City Press obtained a copy of the resolution, which is in direct contravention of the SABC’s Delegation of Authority Framework.

“You are supposed to have a business plan before a contract is signed,” said a source involved in concluding the deal.

Motsoeneng, sources said, had to be convinced of the need for a business plan. Then, a number of sources described being called to a meeting and told that they needed to generate a business plan for the channel.

“As the deal was already done, we had to do the plan retrospectively to then present it to the board,” said one of them.

“It took four or five months to do a job that should take three weeks – because we did not want to do it.”

All sources describe Motsoeneng’s anger at the slow pace of work.
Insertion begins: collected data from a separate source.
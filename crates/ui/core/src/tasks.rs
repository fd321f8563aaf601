//! One-shot background computations published into an observable holder.

use tokio::sync::watch;

/// Runs `compute` on a blocking worker and publishes its result exactly
/// once into the returned holder.
///
/// The holder starts at `None` and transitions to `Some(value)` when the
/// computation finishes; subscribers await `changed()` or poll `borrow()`.
/// There is no cancellation, progress, or error channel: a panic inside
/// `compute` is handled by the runtime's task machinery and the holder
/// simply never fills.
pub fn spawn_value<T, F>(compute: F) -> watch::Receiver<Option<T>>
where
    T: Send + Sync + 'static,
    F: FnOnce() -> T + Send + 'static,
{
    let (tx, rx) = watch::channel(None);
    tokio::task::spawn_blocking(move || {
        let value = compute();
        // Receiver may have been dropped; the value is simply discarded.
        let _ = tx.send(Some(value));
    });
    rx
}
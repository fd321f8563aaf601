//! Terminal setup/teardown helpers for the TUI.
use anyhow::Result;
use crossterm::{
    execute,
    terminal::{EnterAlternateScreen, LeaveAlternateScreen, disable_raw_mode, enable_raw_mode},
};
use ratatui::{Terminal, backend::CrosstermBackend};
use std::io::{self, Stdout};

pub type Tui = Terminal<CrosstermBackend<Stdout>>;

pub fn init() -> Result<Tui> {
    enable_raw_mode()?;

    let mut stdout = io::stdout();
    execute!(stdout, EnterAlternateScreen)?;

    let backend = CrosstermBackend::new(stdout);
    let terminal = Terminal::new(backend)?;

    Ok(terminal)
}

pub fn restore() -> Result<()> {
    execute!(io::stdout(), LeaveAlternateScreen)?;
    disable_raw_mode()?;
    Ok(())
}

pub struct TerminalGuard;

impl Drop for TerminalGuard {
    fn drop(&mut self) {
        let _ = restore();
    }
}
But many describe a “war” with the MultiChoice product team to win a more favourable agreement on what SABC archive content would be broadcast on Encore.

“They expected a lot of SABC’s hottest content, especially recent SABC1 dramas. They wanted Encore to comprise about 80% that,” said a source close to the negotiations.

“We insisted drama would be maximum 20% and entertainment 80%, and [emanate] from the deeper archive – not new stuff – as we needed to keep our premium content for our own channel for [conversion to] digital terrestrial television one day.”

Another said: “What I have heard is that Hlaudi told Verona Duwarkah, then head of TV, and Anton Heunis, then head of commercial enterprises, to accompany him to MultiChoice.

“Hlaudi and [MultiChoice group CEO] Imtiaz Patel sat alone together for an hour. They were told the deal was signed for a news channel and an entertainment channel. Verona asked what would feature on the entertainment channel. Imtiaz said: ‘Any rubbish.’

“Verona replied: ‘We don’t produce rubbish.’”

Sources believe the Encore channel was created to increase MultiChoice’s spend on the deal.

MultiChoice and SABC did not respond to questions regarding this account.

Rakitla said: “These meetings take place at different times and at different levels, and may or may not involve various layers of management as and when necessary.”

Is it against the law?

There are many arguments that the deal contravenes the Electronic Communications Act and the Broadcasting Act, but a court will have to decide.

The deal is being tested at the Competition Commission, where it is being argued that the SABC lobbied Muthambi to amend the Broadcasting Digital Migration Policy, in contravention of the acts.

This argument is set to be raised in the Constitutional Court in February.

The Competition Commission investigation is being instituted after the Competition Appeal Court ruled in June that the deal be referred back to the commission for a full investigation.

The challenge to the deal was brought to the Competition Tribunal last year by media group Caxton, Media Monitoring Africa and Save Our SABC, which argued that the MultiChoice contract constituted a merger.

In a letter written in September by Romeo Kariga, the commission’s senior legal counsel, he said the failure of the SABC and MultiChoice to disclose all documents to the commission was delaying its investigation.

He went on to state that the SABC and MultiChoice handed over some documents in July, and after further requests, Multichoice supplied more in August. But the SABC did not comply.

“Instead of operating as a transparent and accountable public institution, the SABC seems hellbent on denying access to key documents,” said William Bird, director of Media Monitoring Africa.

City Press understands that key documents still to be provided include various versions and addenda to the contract between MultiChoice and the SABC, as well as documentation about Motsoeneng’s bonus payment stemming from the deal.

MultiChoice told City Press it had delivered all documents to the commission, but the parties were still waiting for the Competition Appeal Court to rule that it was satisfied that full disclosure had taken place.

At the launch of the Encore channel in May last year, Maguvhe declared: “You can be our bride and we will be the bridegroom ... We love you so much, MultiChoice, we want to enter into a marriage.”

This is a joint investigation between City Press and the SOS Coalition (soscoalition.org.za), which campaigns for independent, credible public broadcasting that advances South Africa’s constitutional democracy. SOS made Gedye’s investigation possible.